** Supplied data follows **

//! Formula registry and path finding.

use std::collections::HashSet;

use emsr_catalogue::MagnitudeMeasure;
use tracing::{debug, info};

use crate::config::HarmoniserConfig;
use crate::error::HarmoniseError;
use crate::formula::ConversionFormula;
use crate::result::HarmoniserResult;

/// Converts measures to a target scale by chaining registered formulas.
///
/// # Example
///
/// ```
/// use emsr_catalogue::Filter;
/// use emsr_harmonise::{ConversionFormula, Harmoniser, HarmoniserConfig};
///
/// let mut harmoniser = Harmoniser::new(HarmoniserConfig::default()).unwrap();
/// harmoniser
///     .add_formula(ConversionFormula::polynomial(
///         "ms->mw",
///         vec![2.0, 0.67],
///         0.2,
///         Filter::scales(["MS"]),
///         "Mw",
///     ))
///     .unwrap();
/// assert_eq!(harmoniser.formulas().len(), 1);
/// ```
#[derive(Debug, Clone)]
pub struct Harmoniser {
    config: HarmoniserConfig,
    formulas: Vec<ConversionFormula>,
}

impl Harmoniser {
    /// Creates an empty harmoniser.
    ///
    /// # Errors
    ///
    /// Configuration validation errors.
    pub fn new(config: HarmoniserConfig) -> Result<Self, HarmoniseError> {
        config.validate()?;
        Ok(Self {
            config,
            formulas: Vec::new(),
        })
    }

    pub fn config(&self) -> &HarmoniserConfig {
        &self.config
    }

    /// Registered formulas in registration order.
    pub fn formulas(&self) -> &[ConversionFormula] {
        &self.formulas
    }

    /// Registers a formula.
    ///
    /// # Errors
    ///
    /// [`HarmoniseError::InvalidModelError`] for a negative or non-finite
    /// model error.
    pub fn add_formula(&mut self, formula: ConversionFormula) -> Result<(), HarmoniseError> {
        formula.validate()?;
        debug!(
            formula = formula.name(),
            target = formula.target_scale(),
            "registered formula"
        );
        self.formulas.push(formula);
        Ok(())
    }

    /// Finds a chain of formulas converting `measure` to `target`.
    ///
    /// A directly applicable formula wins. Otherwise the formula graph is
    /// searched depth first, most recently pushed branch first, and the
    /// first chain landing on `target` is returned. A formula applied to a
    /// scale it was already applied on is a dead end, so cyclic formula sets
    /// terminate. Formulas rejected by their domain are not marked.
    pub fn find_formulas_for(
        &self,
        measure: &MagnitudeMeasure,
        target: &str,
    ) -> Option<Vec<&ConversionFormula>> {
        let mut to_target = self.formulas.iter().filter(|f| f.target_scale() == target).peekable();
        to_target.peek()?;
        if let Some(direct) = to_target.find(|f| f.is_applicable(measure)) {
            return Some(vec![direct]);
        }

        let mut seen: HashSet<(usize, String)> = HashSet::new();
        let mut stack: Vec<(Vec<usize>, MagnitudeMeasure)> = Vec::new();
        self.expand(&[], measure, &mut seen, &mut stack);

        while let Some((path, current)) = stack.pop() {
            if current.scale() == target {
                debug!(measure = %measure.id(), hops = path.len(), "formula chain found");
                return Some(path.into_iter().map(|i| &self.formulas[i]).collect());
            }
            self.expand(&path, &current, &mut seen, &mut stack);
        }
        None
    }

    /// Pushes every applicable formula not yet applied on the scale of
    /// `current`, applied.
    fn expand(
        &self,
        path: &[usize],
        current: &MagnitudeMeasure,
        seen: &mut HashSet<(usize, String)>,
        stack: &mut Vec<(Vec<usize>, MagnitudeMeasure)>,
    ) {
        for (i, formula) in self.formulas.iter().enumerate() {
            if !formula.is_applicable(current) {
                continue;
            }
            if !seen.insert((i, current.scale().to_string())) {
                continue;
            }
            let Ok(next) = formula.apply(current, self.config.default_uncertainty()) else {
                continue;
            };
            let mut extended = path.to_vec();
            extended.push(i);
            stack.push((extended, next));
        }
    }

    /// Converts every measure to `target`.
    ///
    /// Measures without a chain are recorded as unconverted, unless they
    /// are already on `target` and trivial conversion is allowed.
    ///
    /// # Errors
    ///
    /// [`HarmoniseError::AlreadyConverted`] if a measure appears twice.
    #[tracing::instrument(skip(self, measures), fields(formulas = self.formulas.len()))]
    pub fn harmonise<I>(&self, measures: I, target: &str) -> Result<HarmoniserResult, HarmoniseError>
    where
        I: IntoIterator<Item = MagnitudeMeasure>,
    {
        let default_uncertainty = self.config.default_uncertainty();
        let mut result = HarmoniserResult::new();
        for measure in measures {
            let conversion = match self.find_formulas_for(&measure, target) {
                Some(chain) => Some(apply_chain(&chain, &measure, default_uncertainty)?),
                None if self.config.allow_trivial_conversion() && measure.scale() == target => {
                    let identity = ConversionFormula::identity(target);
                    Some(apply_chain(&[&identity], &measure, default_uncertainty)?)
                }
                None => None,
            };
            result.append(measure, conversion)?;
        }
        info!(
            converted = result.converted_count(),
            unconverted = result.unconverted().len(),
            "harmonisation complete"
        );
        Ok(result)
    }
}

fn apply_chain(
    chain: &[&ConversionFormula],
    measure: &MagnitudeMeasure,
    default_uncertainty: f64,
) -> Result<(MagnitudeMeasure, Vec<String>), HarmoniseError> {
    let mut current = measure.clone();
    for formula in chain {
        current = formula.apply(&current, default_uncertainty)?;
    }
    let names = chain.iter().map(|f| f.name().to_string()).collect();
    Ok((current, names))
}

** End of Supplied data **
** Supplied data follows **

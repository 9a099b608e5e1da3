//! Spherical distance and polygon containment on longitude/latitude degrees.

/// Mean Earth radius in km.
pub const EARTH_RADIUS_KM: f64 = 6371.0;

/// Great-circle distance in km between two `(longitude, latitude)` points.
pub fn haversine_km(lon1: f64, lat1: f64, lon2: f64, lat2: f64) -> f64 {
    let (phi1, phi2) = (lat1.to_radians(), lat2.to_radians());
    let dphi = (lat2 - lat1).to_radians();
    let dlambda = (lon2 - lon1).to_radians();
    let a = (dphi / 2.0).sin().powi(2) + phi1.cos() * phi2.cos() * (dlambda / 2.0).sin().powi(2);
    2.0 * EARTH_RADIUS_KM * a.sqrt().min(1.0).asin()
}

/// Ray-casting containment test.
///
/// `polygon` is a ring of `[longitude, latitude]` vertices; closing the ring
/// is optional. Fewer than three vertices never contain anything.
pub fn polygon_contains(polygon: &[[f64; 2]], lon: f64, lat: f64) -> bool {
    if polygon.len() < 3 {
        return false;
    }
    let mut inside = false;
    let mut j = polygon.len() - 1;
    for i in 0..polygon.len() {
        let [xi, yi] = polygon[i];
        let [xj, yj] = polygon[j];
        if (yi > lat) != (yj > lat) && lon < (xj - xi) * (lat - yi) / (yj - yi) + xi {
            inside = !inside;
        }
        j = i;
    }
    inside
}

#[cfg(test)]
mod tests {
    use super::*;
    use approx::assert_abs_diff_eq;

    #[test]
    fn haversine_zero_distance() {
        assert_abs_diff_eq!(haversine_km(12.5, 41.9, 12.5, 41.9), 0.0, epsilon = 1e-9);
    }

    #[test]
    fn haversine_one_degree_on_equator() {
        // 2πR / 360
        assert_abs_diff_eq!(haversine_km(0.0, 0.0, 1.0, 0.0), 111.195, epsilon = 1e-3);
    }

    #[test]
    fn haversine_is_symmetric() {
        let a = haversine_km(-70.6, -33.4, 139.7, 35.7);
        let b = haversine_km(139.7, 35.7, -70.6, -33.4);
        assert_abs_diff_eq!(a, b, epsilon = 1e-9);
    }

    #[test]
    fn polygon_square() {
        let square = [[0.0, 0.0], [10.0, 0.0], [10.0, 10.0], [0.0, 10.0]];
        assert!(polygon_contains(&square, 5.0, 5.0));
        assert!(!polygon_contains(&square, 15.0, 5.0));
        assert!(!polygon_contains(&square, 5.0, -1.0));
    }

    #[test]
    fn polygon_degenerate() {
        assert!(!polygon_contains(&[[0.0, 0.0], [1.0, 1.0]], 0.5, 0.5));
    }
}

** End of Supplied data **
** Supplied data follows **

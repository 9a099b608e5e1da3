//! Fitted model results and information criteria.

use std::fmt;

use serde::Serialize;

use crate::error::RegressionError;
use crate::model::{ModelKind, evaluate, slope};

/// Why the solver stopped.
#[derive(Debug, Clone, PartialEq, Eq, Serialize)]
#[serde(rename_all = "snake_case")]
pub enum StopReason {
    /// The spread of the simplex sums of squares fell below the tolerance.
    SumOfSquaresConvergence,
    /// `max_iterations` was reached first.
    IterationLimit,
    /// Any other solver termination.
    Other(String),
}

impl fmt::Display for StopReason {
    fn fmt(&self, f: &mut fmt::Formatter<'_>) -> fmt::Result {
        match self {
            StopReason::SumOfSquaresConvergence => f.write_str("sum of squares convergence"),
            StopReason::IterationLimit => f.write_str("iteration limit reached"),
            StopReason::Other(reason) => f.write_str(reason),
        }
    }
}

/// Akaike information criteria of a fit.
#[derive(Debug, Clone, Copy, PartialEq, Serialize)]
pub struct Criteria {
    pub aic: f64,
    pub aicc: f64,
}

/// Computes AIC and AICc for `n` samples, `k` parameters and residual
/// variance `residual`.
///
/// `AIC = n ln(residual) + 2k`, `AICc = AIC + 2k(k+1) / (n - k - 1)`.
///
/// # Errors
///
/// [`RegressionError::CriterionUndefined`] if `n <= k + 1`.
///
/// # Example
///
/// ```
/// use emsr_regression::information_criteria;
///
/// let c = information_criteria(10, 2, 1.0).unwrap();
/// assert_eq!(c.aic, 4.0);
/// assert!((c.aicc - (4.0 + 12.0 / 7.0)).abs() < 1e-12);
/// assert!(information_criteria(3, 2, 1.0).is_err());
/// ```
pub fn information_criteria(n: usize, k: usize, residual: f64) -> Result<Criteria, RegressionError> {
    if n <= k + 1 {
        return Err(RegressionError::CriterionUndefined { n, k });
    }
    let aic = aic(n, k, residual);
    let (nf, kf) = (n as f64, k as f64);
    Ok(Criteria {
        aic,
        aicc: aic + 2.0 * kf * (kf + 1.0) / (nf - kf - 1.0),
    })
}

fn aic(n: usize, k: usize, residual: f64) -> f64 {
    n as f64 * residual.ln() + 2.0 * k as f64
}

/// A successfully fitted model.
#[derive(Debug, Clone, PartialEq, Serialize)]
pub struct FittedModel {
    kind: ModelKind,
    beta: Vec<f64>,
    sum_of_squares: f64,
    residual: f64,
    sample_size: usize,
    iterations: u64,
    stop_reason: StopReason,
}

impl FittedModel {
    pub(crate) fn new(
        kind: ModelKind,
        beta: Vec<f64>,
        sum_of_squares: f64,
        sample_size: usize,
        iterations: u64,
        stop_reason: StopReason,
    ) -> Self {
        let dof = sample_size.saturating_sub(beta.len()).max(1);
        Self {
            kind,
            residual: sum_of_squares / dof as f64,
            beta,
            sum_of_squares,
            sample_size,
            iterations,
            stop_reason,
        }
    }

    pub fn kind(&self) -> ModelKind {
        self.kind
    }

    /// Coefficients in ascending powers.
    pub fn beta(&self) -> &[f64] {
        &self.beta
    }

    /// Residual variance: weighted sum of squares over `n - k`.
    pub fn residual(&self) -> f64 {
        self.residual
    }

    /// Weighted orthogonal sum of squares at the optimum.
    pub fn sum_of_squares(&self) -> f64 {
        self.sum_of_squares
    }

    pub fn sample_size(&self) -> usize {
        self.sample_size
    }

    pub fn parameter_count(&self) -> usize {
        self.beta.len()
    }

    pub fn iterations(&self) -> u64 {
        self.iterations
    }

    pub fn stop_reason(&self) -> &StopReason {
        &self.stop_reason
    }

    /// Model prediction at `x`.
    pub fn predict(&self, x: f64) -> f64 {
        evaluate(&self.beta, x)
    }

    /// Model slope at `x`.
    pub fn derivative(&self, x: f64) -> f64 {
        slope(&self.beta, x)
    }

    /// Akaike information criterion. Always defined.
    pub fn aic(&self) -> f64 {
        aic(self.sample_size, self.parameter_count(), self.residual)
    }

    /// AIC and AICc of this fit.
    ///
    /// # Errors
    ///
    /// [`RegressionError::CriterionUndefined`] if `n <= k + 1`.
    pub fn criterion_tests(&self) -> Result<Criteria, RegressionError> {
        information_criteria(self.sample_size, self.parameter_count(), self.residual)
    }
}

** End of Supplied data **

Take every line from the records that holds "latitude" and copy it down.

//! Spherical distance and polygon containment on longitude/latitude degrees.
/// Great-circle distance in km between two `(longitude, latitude)` points.
/// `polygon` is a ring of `[longitude, latitude]` vertices; closing the ring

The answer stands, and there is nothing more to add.